Senate debates

Monday, 3 March 2014

Questions without Notice: Take Note of Answers

Water

3:13 pm

Photo of Penny WongPenny Wong (SA, Australian Labor Party, Leader of the Opposition in the Senate) Share this | Hansard source

I move:

That the Senate take note of the answers given by the Assistant Treasurer (Senator Sinodinos) to questions without notice asked by Senators Wong and Carr today relating to Australian Water Holdings Pty Ltd.

There were two issues I think which were very clear today in question time: the first is that the Assistant Treasurer sought to dismiss the questions from opposition senators on the basis that this all occurred a very long time ago, prior to his entry to the Senate; the second is that we saw the Assistant Treasurer refuse to answer key questions and refuse to take the opportunity provided to him, as a minister in question time, to ensure that the public was clear about his response in the face of facts which simply do not add up.
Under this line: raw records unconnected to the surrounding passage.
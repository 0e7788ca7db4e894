use std::io::Write;
use std::path::Path;

use crate::errors::*;
use crate::ops::{FastaRecord, OutputWriter};

/// Sequence line width used when none is configured.
pub const DEFAULT_LINE_WIDTH: usize = 60;

pub struct OutputFastaOp<'writer> {
    writer: OutputWriter<'writer>,
    origin: String,
    line_width: usize,
    written: usize,
}

impl<'writer> OutputFastaOp<'writer> {
    const NAME: &'static str = "OutputFastaOp";

    /// Output records to a file, creating parent directories as needed.
    ///
    /// Sequences are wrapped at `line_width` characters. A width of zero writes each
    /// sequence on a single line.
    pub fn from_file(file: impl AsRef<Path>, line_width: usize) -> Result<Self> {
        let path = file.as_ref();
        let origin = path.display().to_string();
        let writer = OutputWriter::create(path).map_err(|e| Error::FileIo {
            file: origin.clone(),
            source: Box::new(e),
        })?;

        Ok(Self {
            writer,
            origin,
            line_width,
            written: 0,
        })
    }

    /// Output records to a `Write`r.
    pub fn from_writer(writer: impl Write + Send + 'writer, line_width: usize) -> Self {
        Self {
            writer: OutputWriter::plain(writer),
            origin: String::from("bytes"),
            line_width,
            written: 0,
        }
    }

    pub fn write_record(&mut self, record: &FastaRecord) -> Result<()> {
        write_fasta_record(
            &mut self.writer,
            (record.name(), record.seq()),
            self.line_width,
        )
        .map_err(|e| Error::FileIo {
            file: self.origin.clone(),
            source: Box::new(e),
        })?;
        self.written += 1;
        Ok(())
    }

    /// Write out buffered output and return the number of records written.
    pub fn finish(self) -> Result<usize> {
        self.writer.finish().map_err(|e| Error::FileIo {
            file: self.origin.clone(),
            source: Box::new(e),
        })?;
        log::debug!(
            "{}: wrote {} records to \"{}\"",
            Self::NAME,
            self.written,
            self.origin
        );
        Ok(self.written)
    }
}

pub fn write_fasta_record(
    writer: &mut (dyn Write + Send + '_),
    record: (&[u8], &[u8]),
    line_width: usize,
) -> std::io::Result<()> {
    writer.write_all(b">")?;
    writer.write_all(record.0)?;
    writer.write_all(b"\n")?;

    if line_width == 0 {
        writer.write_all(record.1)?;
        writer.write_all(b"\n")?;
    } else {
        for line in record.1.chunks(line_width) {
            writer.write_all(line)?;
            writer.write_all(b"\n")?;
        }
    }

    Ok(())
}

#[cfg(test)]
mod tests {
    use super::*;

    fn render(records: &[FastaRecord], line_width: usize) -> String {
        let mut out = Vec::new();
        let mut op = OutputFastaOp::from_writer(&mut out, line_width);
        for r in records {
            op.write_record(r).unwrap();
        }
        assert_eq!(op.finish().unwrap(), records.len());
        String::from_utf8(out).unwrap()
    }

    #[test]
    fn wraps_long_sequences() {
        let record = FastaRecord::new(&b"q1 desc"[..], &b"ACGTACGTAC"[..]);
        assert_eq!(render(&[record], 4), ">q1 desc\nACGT\nACGT\nAC\n");
    }

    #[test]
    fn zero_width_writes_one_line() {
        let record = FastaRecord::new(&b"q1"[..], &b"ACGTACGTAC"[..]);
        assert_eq!(render(&[record], 0), ">q1\nACGTACGTAC\n");
    }

    #[test]
    fn empty_sequence_writes_header_only() {
        let record = FastaRecord::new(&b"q1"[..], &b""[..]);
        assert_eq!(render(&[record], DEFAULT_LINE_WIDTH), ">q1\n");
    }
}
I want to make a couple of points. We are asking questions which have been raised in the public arena about a contract which was awarded to the company Australian Water Holdings by Sydney Water Corporation. Serious questions have been raised in relation to the process by which this contract was awarded and a range of other matters concerning Australian Water Holdings. It is a matter of public record that the Assistant Treasurer had significant interests in this company before he entered this place, including during the time when this contract was being discussed. When Senator Sinodinos entered the Senate in October 2011, he declared AWH shares on the Register of Senators' Interests, but in February 2013 he told the Senate the shares had never been issued and he had renounced any entitlement to this shareholding. I would note that the interest was only renounced on 26 February 2013, well after the senator entered the parliament, and in fact the senator engaged in activities relating to AWH, including the opening of an office, in July 2012. I make these points simply to reflect the fact that the defence of this all being in the distant past does not bear up to close examination.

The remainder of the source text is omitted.